MTC and its Bay Area Toll Authority (BATA) branch received the Project of the Year award for the new Benicia-Martinez Bridge from the California Transportation Foundation (CTF) in the annual statewide Tranny Awards competition.

CTF also bestowed top honors to two other projects sponsored by MTC/BATA at the Tranny Awards ceremony today in Sacramento: a demonstration transit information kiosk at the Embarcadero BART/Muni station in San Francisco, and the outreach effort surrounding the MacArthur Maze disaster and reconstruction in the spring of 2007.

Opening in August 2007, the new second span of the Benicia-Martinez Bridge carries northbound traffic along the Interstate 680 corridor. “This new $1.2 billion, one-mile bridge crossing the Carquinez Strait hides incredible complexity in its sleek elegance,” the awards committee noted in its program. Among the longest cast-in-place balanced cantilever segment bridges built in seismic terrain, the structure embodies engineering breakthroughs in the form of new methods to cure lightweight concrete and a bubble curtain to shield migrating fish from pile-driving shock waves.

The new span also incorporates a striking new toll plaza that is as high-tech as it looks: It is the first bridge in California to offer open-road tolling, which allows cars bearing FasTrak® transponders to pass through at highway speeds. Freeway backups in the vicinity of the bridge have evaporated as a result of the innovation.

“I don’t know of a single project that has had as great an impact on the people of Solano County,” said MTC Commissioner Jim Spering, who also is a Solano County supervisor. “Commuters in my county are saving an average of 40 minutes per trip, every day.” Spering noted the project was “an incredible team effort”; in addition to honoring BATA, the Foundation cited Kiewit Pacific Company, T.Y. Lin International, CH2M Hill, FCI Constructors, Caltrans District 4 and Earth Mechanics. The Benicia-Martinez Bridge Open-Road Tolling aspect itself also was a finalist for the Traffic Operations Program of the Year.
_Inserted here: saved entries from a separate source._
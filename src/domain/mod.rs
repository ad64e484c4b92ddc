//! Demo project-management domain driven through the generic engine.

pub mod activity;
pub mod company;
pub mod meeting;
pub mod project;
pub mod risk;
pub mod settings;
pub mod user;

pub use activity::*;
pub use company::*;
pub use meeting::*;
pub use project::*;
pub use risk::*;
pub use settings::*;
pub use user::*;

use crate::model::{Audit, Entity, FieldBinding, FieldDescriptor};

/// Read-only audit columns shared by every audited entity.
pub(crate) fn audit_descriptors() -> Vec<FieldDescriptor> {
    vec![
        FieldDescriptor::date_time("created_date", "Created").order(80).read_only(),
        FieldDescriptor::date_time("last_modified", "Last Modified").order(81).read_only(),
    ]
}

/// Bindings for [`audit_descriptors`]. Writes are ignored: only the store touches audit data.
pub(crate) fn audit_bindings<E: Entity>(audit: fn(&E) -> &Audit) -> Vec<FieldBinding<E>> {
    vec![
        FieldBinding::date_time("created_date", move |e: &E| audit(e).created_at, |_, _| {}),
        FieldBinding::date_time("last_modified", move |e: &E| audit(e).updated_at, |_, _| {}),
    ]
}
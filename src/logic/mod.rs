pub mod catalog;
pub mod crud;
pub mod form;
pub mod grid;
pub mod listeners;
pub mod relation_panel;
pub mod screen_resolve;
pub mod validate;

pub use catalog::*;
pub use crud::*;
pub use form::*;
pub use grid::*;
pub use listeners::*;
pub use relation_panel::*;
pub use screen_resolve::*;
pub use validate::*;
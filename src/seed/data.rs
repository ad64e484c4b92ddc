use log::info;
use std::sync::Arc;

use crate::domain::{
    Activity, Company, Meeting, Project, Risk, User, UserCompanySettings, UserProjectSettings,
};
use crate::error::Result;
use crate::logic::catalog::{LookupProvider, LookupRegistry, MetadataCatalog};
use crate::logic::grid::{EntityReaders, StoreReader};
use crate::model::{Entity, EntityRef, ScreenDefinition};
use crate::store::{EntityStore, MasterSide, MembershipService, MemoryStore, RelationService};

/// Catalog holding every demo entity type.
pub fn build_catalog() -> Result<MetadataCatalog> {
    MetadataCatalog::builder()
        .register::<Project>()
        .register::<Activity>()
        .register::<Meeting>()
        .register::<Risk>()
        .register::<User>()
        .register::<Company>()
        .register::<UserProjectSettings>()
        .register::<UserCompanySettings>()
        .build()
}

/// Screens shipped with the application before an administrator edits them.
pub fn default_screens() -> Vec<ScreenDefinition> {
    vec![
        ScreenDefinition::new("projects", "Project.Projects", Project::ENTITY_TYPE)
            .with_field(Project::ENTITY_TYPE, "name")
            .with_field(Project::ENTITY_TYPE, "description")
            .with_field(Project::ENTITY_TYPE, "active")
            .with_field(Project::ENTITY_TYPE, "start_date"),
        ScreenDefinition::new("activities", "Project.Activities", Activity::ENTITY_TYPE)
            .with_priority("2")
            .with_field(Activity::ENTITY_TYPE, "name")
            .with_field("Project of Activity", "name")
            .with_field(Activity::ENTITY_TYPE, "assigned_to")
            .with_field(Activity::ENTITY_TYPE, "progress")
            .with_field(Activity::ENTITY_TYPE, "due_date"),
        ScreenDefinition::new("meetings", "Project.Meetings", Meeting::ENTITY_TYPE)
            .with_priority("3")
            .with_field(Meeting::ENTITY_TYPE, "name")
            .with_field(Meeting::ENTITY_TYPE, "meeting_date")
            .with_field("Project of Meeting", "name")
            .with_field(Meeting::ENTITY_TYPE, "participants"),
        ScreenDefinition::new("risks", "Project.Risks", Risk::ENTITY_TYPE)
            .with_priority("4")
            .with_field(Risk::ENTITY_TYPE, "name")
            .with_field(Risk::ENTITY_TYPE, "severity")
            .with_field(Risk::ENTITY_TYPE, "probability")
            .with_field("Project of Risk", "name"),
        ScreenDefinition::new("users", "Setup.Users", User::ENTITY_TYPE)
            .with_security("RolesAllowed(ADMIN)")
            .with_field(User::ENTITY_TYPE, "login")
            .with_field(User::ENTITY_TYPE, "name")
            .with_field(User::ENTITY_TYPE, "email")
            .with_field("Company of User", "name"),
        ScreenDefinition::new("companies", "Setup.Companies", Company::ENTITY_TYPE)
            .with_security("RolesAllowed(ADMIN)")
            .with_priority("2")
            .with_field(Company::ENTITY_TYPE, "name")
            .with_field(Company::ENTITY_TYPE, "description")
            .with_field(Company::ENTITY_TYPE, "enabled"),
    ]
}

/// Options for a lookup field: every stored entity of `E`.
fn store_lookup<E: Entity>(store: Arc<MemoryStore<E>>) -> Arc<dyn LookupProvider> {
    Arc::new(move || -> anyhow::Result<Vec<EntityRef>> {
        Ok(store.list()?.iter().filter_map(Entity::to_ref).collect())
    })
}

/// In-memory stores for the demo domain, shared by lookups, grids and controllers.
#[derive(Default)]
pub struct DemoStores {
    pub projects: Arc<MemoryStore<Project>>,
    pub activities: Arc<MemoryStore<Activity>>,
    pub meetings: Arc<MemoryStore<Meeting>>,
    pub risks: Arc<MemoryStore<Risk>>,
    pub users: Arc<MemoryStore<User>>,
    pub companies: Arc<MemoryStore<Company>>,
    pub project_settings: Arc<MemoryStore<UserProjectSettings>>,
    pub company_settings: Arc<MemoryStore<UserCompanySettings>>,
}

impl DemoStores {
    pub fn new() -> Self {
        Self::default()
    }

    /// Providers named by the `lookup_provider_ref` of the demo descriptors.
    pub fn lookups(&self) -> LookupRegistry {
        let mut lookups = LookupRegistry::new();
        lookups.register("projectService", store_lookup(self.projects.clone()));
        lookups.register("userService", store_lookup(self.users.clone()));
        lookups.register("companyService", store_lookup(self.companies.clone()));
        lookups
    }

    /// Readers for the types that screens reach through one relationship hop.
    pub fn readers(&self) -> EntityReaders {
        let projects: Arc<dyn EntityStore<Project>> = self.projects.clone();
        let users: Arc<dyn EntityStore<User>> = self.users.clone();
        let companies: Arc<dyn EntityStore<Company>> = self.companies.clone();

        let mut readers = EntityReaders::new();
        readers.register(Project::ENTITY_TYPE, Arc::new(StoreReader::new(projects)));
        readers.register(User::ENTITY_TYPE, Arc::new(StoreReader::new(users)));
        readers.register(Company::ENTITY_TYPE, Arc::new(StoreReader::new(companies)));
        readers
    }

    /// Project memberships as seen from the project side.
    pub fn project_members(&self) -> MembershipService<UserProjectSettings> {
        MembershipService::new(self.project_settings.clone(), MasterSide::Target)
    }

    /// Company memberships as seen from the company side.
    pub fn company_members(&self) -> MembershipService<UserCompanySettings> {
        MembershipService::new(self.company_settings.clone(), MasterSide::Target)
    }

    /// Populate the stores with a small sample organisation.
    pub fn load_sample_data(&self) -> Result<()> {
        let acme = self.companies.save(Company::new("Acme"))?;
        let acme_ref = acme.to_ref();

        let mut ada = User::new("ada", "Ada Lovelace");
        ada.email = "ada@acme.test".to_string();
        ada.company = acme_ref.clone();
        let ada = self.users.save(ada)?;

        let mut grace = User::new("grace", "Grace Hopper");
        grace.company = acme_ref.clone();
        let grace = self.users.save(grace)?;

        let mut apollo = Project::new("Apollo");
        apollo.description = "Moon landing programme".to_string();
        let apollo = self.projects.save(apollo)?;

        let mut countdown = Activity::new("Countdown checklist");
        countdown.project = apollo.to_ref();
        countdown.assigned_to = ada.to_ref();
        countdown.progress = Some(40.0);
        self.activities.save(countdown)?;

        let mut kickoff = Meeting::new("Kickoff");
        kickoff.project = apollo.to_ref();
        kickoff.participants = Some(ada.to_ref().into_iter().chain(grace.to_ref()).collect());
        self.meetings.save(kickoff)?;

        let mut weather = Risk::new("Launch weather");
        weather.project = apollo.to_ref();
        weather.severity = "HIGH".to_string();
        weather.probability = Some(0.3);
        self.risks.save(weather)?;

        if let (Some(ada), Some(grace), Some(apollo), Some(acme)) =
            (ada.to_ref(), grace.to_ref(), apollo.to_ref(), acme_ref)
        {
            let members = self.project_members();
            members.attach(UserProjectSettings::link(ada.clone(), apollo.clone(), "OWNER"))?;
            members.attach(UserProjectSettings::link(grace.clone(), apollo, "MEMBER"))?;
            self.company_members()
                .attach(UserCompanySettings::link(ada, acme, "OWNER"))?;
        }

        info!(
            "Loaded sample data: {} projects, {} users, {} memberships",
            self.projects.len(),
            self.users.len(),
            self.project_settings.len()
        );
        Ok(())
    }
}
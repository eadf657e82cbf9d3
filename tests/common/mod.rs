#![allow(dead_code)]

use std::collections::HashMap;
use std::path::Path;
use std::sync::atomic::{AtomicUsize, Ordering};
use std::sync::{Arc, Mutex};
use std::time::Duration;

use async_trait::async_trait;

use listing_harvester_lib::config::{DelayConfig, HarvestConfig};
use listing_harvester_lib::{CardRef, ExtractedListing, HarvestError, PageFetcher, Result};

pub const URL_TEMPLATE: &str = "https://maps.test/search?q={query}";

/// One result card: a stable id and what extraction yields for it.
#[derive(Debug, Clone)]
pub struct ScriptCard {
    pub id: String,
    pub listing: Option<ExtractedListing>,
}

impl ScriptCard {
    pub fn listing(id: &str, name: &str, address: &str) -> Self {
        ScriptCard {
            id: id.to_string(),
            listing: Some(ExtractedListing::new(name, "04 78 00 00 00", address)),
        }
    }

    pub fn unreadable(id: &str) -> Self {
        ScriptCard {
            id: id.to_string(),
            listing: None,
        }
    }
}

/// `count` distinct, valid cards for `region`.
pub fn cards(region: &str, count: usize) -> Vec<ScriptCard> {
    (0..count)
        .map(|i| {
            ScriptCard::listing(
                &format!("{}-{}", region, i),
                &format!("Venue {} {}", region, i),
                &format!("{} rue du Jeu, {}", i + 1, region),
            )
        })
        .collect()
}

/// What the feed for one region does. `rounds[n]` is the full visible list
/// after `n` scrolls; the last entry repeats once scrolling runs out.
#[derive(Debug, Clone, Default)]
pub struct RegionScript {
    pub fail_opens: u32,
    pub rounds: Vec<Vec<ScriptCard>>,
    /// Extraction never returns for this region.
    pub hang_on_extract: bool,
    pub extract_delay: Option<Duration>,
    /// The n-th `list_cards` call for this region (counting across sessions) fails.
    pub fail_list_on: Option<usize>,
    pub fail_scroll_on: Option<usize>,
}

impl RegionScript {
    pub fn new() -> Self {
        RegionScript::default()
    }

    pub fn round(mut self, cards: Vec<ScriptCard>) -> Self {
        self.rounds.push(cards);
        self
    }

    pub fn fail_opens(mut self, count: u32) -> Self {
        self.fail_opens = count;
        self
    }

    pub fn fail_list_on(mut self, call: usize) -> Self {
        self.fail_list_on = Some(call);
        self
    }

    pub fn fail_scroll_on(mut self, call: usize) -> Self {
        self.fail_scroll_on = Some(call);
        self
    }

    pub fn hang_on_extract(mut self) -> Self {
        self.hang_on_extract = true;
        self
    }

    pub fn extract_delay(mut self, delay: Duration) -> Self {
        self.extract_delay = Some(delay);
        self
    }
}

#[derive(Debug, Clone, Copy, Default, PartialEq, Eq)]
pub struct Calls {
    pub opens: usize,
    pub closes: usize,
    pub lists: usize,
    pub scrolls: usize,
    pub extracts: usize,
}

type ExtractHook = Box<dyn Fn(&str, usize) + Send + Sync>;

struct Inner {
    scripts: HashMap<String, RegionScript>,
    calls: Mutex<HashMap<String, Calls>>,
    live_sessions: AtomicUsize,
    max_live_sessions: AtomicUsize,
    on_extract: Mutex<Option<ExtractHook>>,
}

/// In-memory `PageFetcher` that plays back per-region scripts and counts
/// every call it receives.
#[derive(Clone)]
pub struct ScriptedFetcher {
    inner: Arc<Inner>,
}

pub struct ScriptedSession {
    region: String,
    scrolls: usize,
}

impl ScriptedFetcher {
    pub fn new<I>(scripts: I) -> Self
    where
        I: IntoIterator<Item = (&'static str, RegionScript)>,
    {
        ScriptedFetcher {
            inner: Arc::new(Inner {
                scripts: scripts.into_iter().map(|(r, s)| (r.to_string(), s)).collect(),
                calls: Mutex::new(HashMap::new()),
                live_sessions: AtomicUsize::new(0),
                max_live_sessions: AtomicUsize::new(0),
                on_extract: Mutex::new(None),
            }),
        }
    }

    /// Runs `hook(region, n)` after the n-th extraction in a region returns.
    pub fn on_extract<H>(&self, hook: H)
    where
        H: Fn(&str, usize) + Send + Sync + 'static,
    {
        *self.inner.on_extract.lock().unwrap() = Some(Box::new(hook));
    }

    pub fn calls(&self, region: &str) -> Calls {
        self.inner.calls.lock().unwrap().get(region).copied().unwrap_or_default()
    }

    pub fn live_sessions(&self) -> usize {
        self.inner.live_sessions.load(Ordering::SeqCst)
    }

    pub fn max_live_sessions(&self) -> usize {
        self.inner.max_live_sessions.load(Ordering::SeqCst)
    }

    fn bump(&self, region: &str, field: impl FnOnce(&mut Calls) -> &mut usize) -> usize {
        let mut calls = self.inner.calls.lock().unwrap();
        let counter = field(calls.entry(region.to_string()).or_default());
        *counter += 1;
        *counter
    }

    fn script(&self, region: &str) -> &RegionScript {
        self.inner
            .scripts
            .get(region)
            .unwrap_or_else(|| panic!("no script for region {}", region))
    }

    fn visible(&self, session: &ScriptedSession) -> &[ScriptCard] {
        let rounds = &self.script(&session.region).rounds;
        if rounds.is_empty() {
            return &[];
        }
        &rounds[session.scrolls.min(rounds.len() - 1)]
    }
}

fn region_of(url: &str) -> String {
    let query = url.rsplit("q=").next().unwrap_or_default();
    urlencoding::decode(query).unwrap().into_owned()
}

#[async_trait]
impl PageFetcher for ScriptedFetcher {
    type Session = ScriptedSession;

    async fn open(&self, url: &str) -> Result<ScriptedSession> {
        let region = region_of(url);
        let attempt = self.bump(&region, |c| &mut c.opens);
        if attempt as u32 <= self.script(&region).fail_opens {
            return Err(HarvestError::navigation(url, "scripted failure"));
        }
        let live = self.inner.live_sessions.fetch_add(1, Ordering::SeqCst) + 1;
        self.inner.max_live_sessions.fetch_max(live, Ordering::SeqCst);
        Ok(ScriptedSession { region, scrolls: 0 })
    }

    async fn dismiss_consent(&self, _session: &mut ScriptedSession) {}

    async fn list_cards(&self, session: &mut ScriptedSession) -> Result<Vec<CardRef>> {
        let call = self.bump(&session.region, |c| &mut c.lists);
        if self.script(&session.region).fail_list_on == Some(call) {
            return Err(HarvestError::navigation(&session.region, "scripted listing failure"));
        }
        Ok(self
            .visible(session)
            .iter()
            .enumerate()
            .map(|(i, card)| CardRef::new(card.id.clone(), i))
            .collect())
    }

    async fn extract(&self, session: &mut ScriptedSession, card: &CardRef) -> Option<ExtractedListing> {
        let script = self.script(&session.region);
        if script.hang_on_extract {
            self.bump(&session.region, |c| &mut c.extracts);
            std::future::pending::<()>().await;
        }
        if let Some(delay) = script.extract_delay {
            tokio::time::sleep(delay).await;
        }
        let listing = self
            .visible(session)
            .iter()
            .find(|c| c.id == card.id)
            .and_then(|c| c.listing.clone());
        let n = self.bump(&session.region, |c| &mut c.extracts);
        if let Some(hook) = self.inner.on_extract.lock().unwrap().as_ref() {
            hook(&session.region, n);
        }
        listing
    }

    async fn scroll_more(&self, session: &mut ScriptedSession) -> Result<()> {
        let call = self.bump(&session.region, |c| &mut c.scrolls);
        if self.script(&session.region).fail_scroll_on == Some(call) {
            return Err(HarvestError::navigation(&session.region, "scripted scroll failure"));
        }
        session.scrolls += 1;
        Ok(())
    }

    async fn close(&self, session: ScriptedSession) {
        self.bump(&session.region, |c| &mut c.closes);
        self.inner.live_sessions.fetch_sub(1, Ordering::SeqCst);
    }
}

/// A config with no delays that writes into `dir`.
pub fn test_config(dir: &Path, regions: &[&str]) -> HarvestConfig {
    let mut config = HarvestConfig {
        output_path: dir.join("establishments.csv"),
        progress_path: Some(dir.join("progress.json")),
        url_template: URL_TEMPLATE.to_string(),
        regions: regions.iter().map(|r| r.to_string()).collect(),
        concurrency: 1,
        delays: DelayConfig::immediate(),
        ..HarvestConfig::default()
    };
    config.limits.max_scroll_rounds = None;
    config
}

/// Polls `condition` until it holds, failing the test after five seconds.
pub async fn wait_for(mut condition: impl FnMut() -> bool) {
    let deadline = tokio::time::Instant::now() + Duration::from_secs(5);
    while !condition() {
        assert!(tokio::time::Instant::now() < deadline, "condition not reached in time");
        tokio::time::sleep(Duration::from_millis(5)).await;
    }
}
Billed as a “Traveler’s aid for the video age,”the project at the Embarcadero BART/Muni station turned an underutilized newspaper stand at one of the region’s busiest transit crossroads into a multiuse, high-tech transit information kiosk. Recognized as the Community Awareness Program of the Year, it features video screens with real-time departure information and vignettes promoting regional transit projects, current transit maps and schedules, and knowledgeable staff who guide travelers and sell transit tickets passes for eight systems along with TransLink® fare cards. MTC provides the funding and manages the contract for the project, which is also sponsored by BART and S.F. Muni.

The ABCs of MTC” was a finalist in the Community Awareness Program category. The handy guide takes a fresh approach to demystifying transportation policymaking, and is helping citizens participate more fully in the decision-making process in the San Francisco Bay Area.

The public information effort surrounding the MacArthur Maze disaster — in which a fiery taker truck accident caused a key link in this region’s busiest interchange to melt onto the roadway below — was highlighted as the Public Outreach Program of the Year. MTC worked with Caltrans and Bay Area transit operators to mobilize the emergency response, including free rides across all Bay Area bus, rail and ferry systems the first Monday after the weekend incident. The promotion was a resounding success, with BART experiencing record ridership and highway gridlock averted. To keep the transit momentum going and traffic moving freely, MTC launched an information blitz to publicize commute alternatives through its 511.org traveler information Web site and phone line.

Another joint MTC/BATA-Caltrans project, thepublic information campaign for the 2007 Labor Day weekend closure of the Bay Bridge, was afinalist in the Outreach Program category as well. The $1 million effort effectively informed millions of Californians up and down the state about the closure as well as alternate routes and transit options. The project that triggered the closure — the retrofit by replacement of a chunk of the upper deck of the Bay Bridge (with the new piece rolled into place over Labor Day weekend) — was recognized as Major Structure Project of the Year, with special recognition for Caltrans District 4 and C.C. Myers, Inc.